## Your instructions
Range to output from the entries below: the line containing "use crate::foundation::math::Vec3;" through the line containing "pub const MAX_GLYPHS_PER_MESH: u32". Set it down exactly, ends included, nothing else.

## Data extracts
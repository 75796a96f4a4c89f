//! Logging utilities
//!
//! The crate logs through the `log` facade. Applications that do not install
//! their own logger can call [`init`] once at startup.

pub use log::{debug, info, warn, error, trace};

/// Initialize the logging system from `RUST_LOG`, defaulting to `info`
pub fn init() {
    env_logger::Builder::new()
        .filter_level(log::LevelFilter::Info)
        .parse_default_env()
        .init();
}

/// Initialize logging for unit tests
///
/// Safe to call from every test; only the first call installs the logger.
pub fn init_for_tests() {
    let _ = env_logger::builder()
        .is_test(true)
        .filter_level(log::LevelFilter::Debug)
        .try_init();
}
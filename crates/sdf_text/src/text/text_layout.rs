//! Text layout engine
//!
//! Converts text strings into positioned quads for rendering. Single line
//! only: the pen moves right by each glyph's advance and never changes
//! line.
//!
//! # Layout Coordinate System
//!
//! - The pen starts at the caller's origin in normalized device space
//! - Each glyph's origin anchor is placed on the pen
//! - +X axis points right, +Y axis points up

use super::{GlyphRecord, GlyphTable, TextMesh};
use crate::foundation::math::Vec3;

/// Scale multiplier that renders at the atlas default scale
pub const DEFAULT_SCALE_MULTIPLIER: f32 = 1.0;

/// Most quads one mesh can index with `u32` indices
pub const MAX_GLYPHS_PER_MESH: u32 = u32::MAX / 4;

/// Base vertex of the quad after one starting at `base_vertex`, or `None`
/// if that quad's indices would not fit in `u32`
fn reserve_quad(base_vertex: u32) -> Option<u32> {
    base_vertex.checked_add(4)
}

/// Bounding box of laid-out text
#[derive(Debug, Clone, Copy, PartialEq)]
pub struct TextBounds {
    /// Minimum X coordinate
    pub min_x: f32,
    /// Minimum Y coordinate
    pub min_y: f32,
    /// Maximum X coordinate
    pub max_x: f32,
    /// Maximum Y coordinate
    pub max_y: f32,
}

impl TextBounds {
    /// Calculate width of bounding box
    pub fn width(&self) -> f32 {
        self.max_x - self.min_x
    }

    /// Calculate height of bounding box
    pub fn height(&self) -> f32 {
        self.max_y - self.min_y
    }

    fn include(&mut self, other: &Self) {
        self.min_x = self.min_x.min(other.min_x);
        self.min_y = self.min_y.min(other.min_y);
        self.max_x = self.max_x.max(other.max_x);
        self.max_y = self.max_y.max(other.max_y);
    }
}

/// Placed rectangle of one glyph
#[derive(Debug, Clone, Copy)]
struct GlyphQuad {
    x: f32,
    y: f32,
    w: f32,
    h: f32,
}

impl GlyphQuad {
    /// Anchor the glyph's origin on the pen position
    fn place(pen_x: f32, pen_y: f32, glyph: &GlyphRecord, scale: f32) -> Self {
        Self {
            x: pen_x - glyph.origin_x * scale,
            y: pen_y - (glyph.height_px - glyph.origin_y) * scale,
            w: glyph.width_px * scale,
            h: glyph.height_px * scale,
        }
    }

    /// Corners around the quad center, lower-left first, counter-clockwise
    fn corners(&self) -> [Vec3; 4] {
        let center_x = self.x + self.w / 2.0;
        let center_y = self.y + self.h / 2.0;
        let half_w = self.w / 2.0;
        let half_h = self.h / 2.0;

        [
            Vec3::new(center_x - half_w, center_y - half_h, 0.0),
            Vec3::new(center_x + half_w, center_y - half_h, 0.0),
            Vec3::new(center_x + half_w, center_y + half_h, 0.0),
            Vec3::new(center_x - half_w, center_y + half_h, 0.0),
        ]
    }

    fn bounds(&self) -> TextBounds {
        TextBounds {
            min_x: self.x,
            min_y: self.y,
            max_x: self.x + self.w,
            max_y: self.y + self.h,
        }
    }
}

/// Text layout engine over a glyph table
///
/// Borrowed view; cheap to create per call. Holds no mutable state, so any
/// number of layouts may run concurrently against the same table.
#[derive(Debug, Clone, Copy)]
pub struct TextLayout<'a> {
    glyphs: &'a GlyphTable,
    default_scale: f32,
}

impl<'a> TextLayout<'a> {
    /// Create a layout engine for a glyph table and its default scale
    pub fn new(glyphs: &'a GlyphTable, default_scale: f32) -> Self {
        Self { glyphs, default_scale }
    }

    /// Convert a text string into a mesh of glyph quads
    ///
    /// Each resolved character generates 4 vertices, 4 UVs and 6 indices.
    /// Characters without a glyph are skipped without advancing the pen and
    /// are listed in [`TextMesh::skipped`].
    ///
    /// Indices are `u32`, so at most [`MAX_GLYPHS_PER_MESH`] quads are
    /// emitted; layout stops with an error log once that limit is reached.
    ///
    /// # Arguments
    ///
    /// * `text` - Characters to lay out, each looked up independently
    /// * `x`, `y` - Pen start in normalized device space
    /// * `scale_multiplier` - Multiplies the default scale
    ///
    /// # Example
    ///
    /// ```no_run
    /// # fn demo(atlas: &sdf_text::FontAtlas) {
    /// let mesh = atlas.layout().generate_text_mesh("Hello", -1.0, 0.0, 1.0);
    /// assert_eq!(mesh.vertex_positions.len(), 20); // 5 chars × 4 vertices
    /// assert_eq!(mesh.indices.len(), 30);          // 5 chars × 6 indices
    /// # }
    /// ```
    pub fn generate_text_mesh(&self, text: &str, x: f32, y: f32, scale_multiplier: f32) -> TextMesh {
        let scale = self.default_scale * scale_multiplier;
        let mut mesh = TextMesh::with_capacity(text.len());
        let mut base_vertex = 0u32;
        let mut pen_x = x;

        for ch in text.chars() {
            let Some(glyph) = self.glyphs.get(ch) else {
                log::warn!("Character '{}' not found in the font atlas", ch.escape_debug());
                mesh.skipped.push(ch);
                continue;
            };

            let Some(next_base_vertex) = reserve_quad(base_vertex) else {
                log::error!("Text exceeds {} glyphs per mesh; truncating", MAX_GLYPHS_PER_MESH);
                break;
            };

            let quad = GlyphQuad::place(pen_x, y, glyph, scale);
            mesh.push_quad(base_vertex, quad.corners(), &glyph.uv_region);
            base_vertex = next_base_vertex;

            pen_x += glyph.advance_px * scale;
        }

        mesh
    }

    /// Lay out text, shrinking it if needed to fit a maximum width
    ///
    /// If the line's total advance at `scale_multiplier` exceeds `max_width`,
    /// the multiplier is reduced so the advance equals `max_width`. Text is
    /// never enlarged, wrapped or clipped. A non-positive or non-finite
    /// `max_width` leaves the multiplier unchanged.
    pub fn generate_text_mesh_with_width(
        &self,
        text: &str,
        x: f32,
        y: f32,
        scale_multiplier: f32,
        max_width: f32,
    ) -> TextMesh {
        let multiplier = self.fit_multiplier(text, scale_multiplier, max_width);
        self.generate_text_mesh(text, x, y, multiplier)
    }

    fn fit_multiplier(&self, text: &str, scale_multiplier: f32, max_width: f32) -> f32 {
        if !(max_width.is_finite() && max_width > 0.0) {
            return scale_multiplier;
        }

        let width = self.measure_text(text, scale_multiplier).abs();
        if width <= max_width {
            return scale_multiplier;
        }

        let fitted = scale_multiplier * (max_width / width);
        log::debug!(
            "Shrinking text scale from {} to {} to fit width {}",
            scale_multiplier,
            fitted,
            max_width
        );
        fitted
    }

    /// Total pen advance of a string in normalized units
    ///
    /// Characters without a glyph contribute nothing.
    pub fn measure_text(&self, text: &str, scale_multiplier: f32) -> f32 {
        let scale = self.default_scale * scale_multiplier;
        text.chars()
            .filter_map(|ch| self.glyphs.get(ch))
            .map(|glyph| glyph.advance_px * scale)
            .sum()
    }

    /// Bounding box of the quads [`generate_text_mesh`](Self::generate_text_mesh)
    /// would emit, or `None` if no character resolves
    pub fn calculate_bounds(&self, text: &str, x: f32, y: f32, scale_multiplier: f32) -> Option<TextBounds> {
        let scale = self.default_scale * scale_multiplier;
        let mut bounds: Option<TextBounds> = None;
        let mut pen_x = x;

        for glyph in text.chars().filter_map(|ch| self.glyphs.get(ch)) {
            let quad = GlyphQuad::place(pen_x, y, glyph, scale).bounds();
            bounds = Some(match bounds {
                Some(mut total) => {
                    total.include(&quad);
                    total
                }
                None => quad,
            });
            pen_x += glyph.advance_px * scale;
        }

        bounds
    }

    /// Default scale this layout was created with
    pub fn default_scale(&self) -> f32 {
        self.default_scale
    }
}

## Response
use crate::foundation::math::Vec3;

/// Scale multiplier that renders at the atlas default scale
pub const DEFAULT_SCALE_MULTIPLIER: f32 = 1.0;

/// Most quads one mesh can index with `u32` indices
pub const MAX_GLYPHS_PER_MESH: u32 = u32::MAX / 4;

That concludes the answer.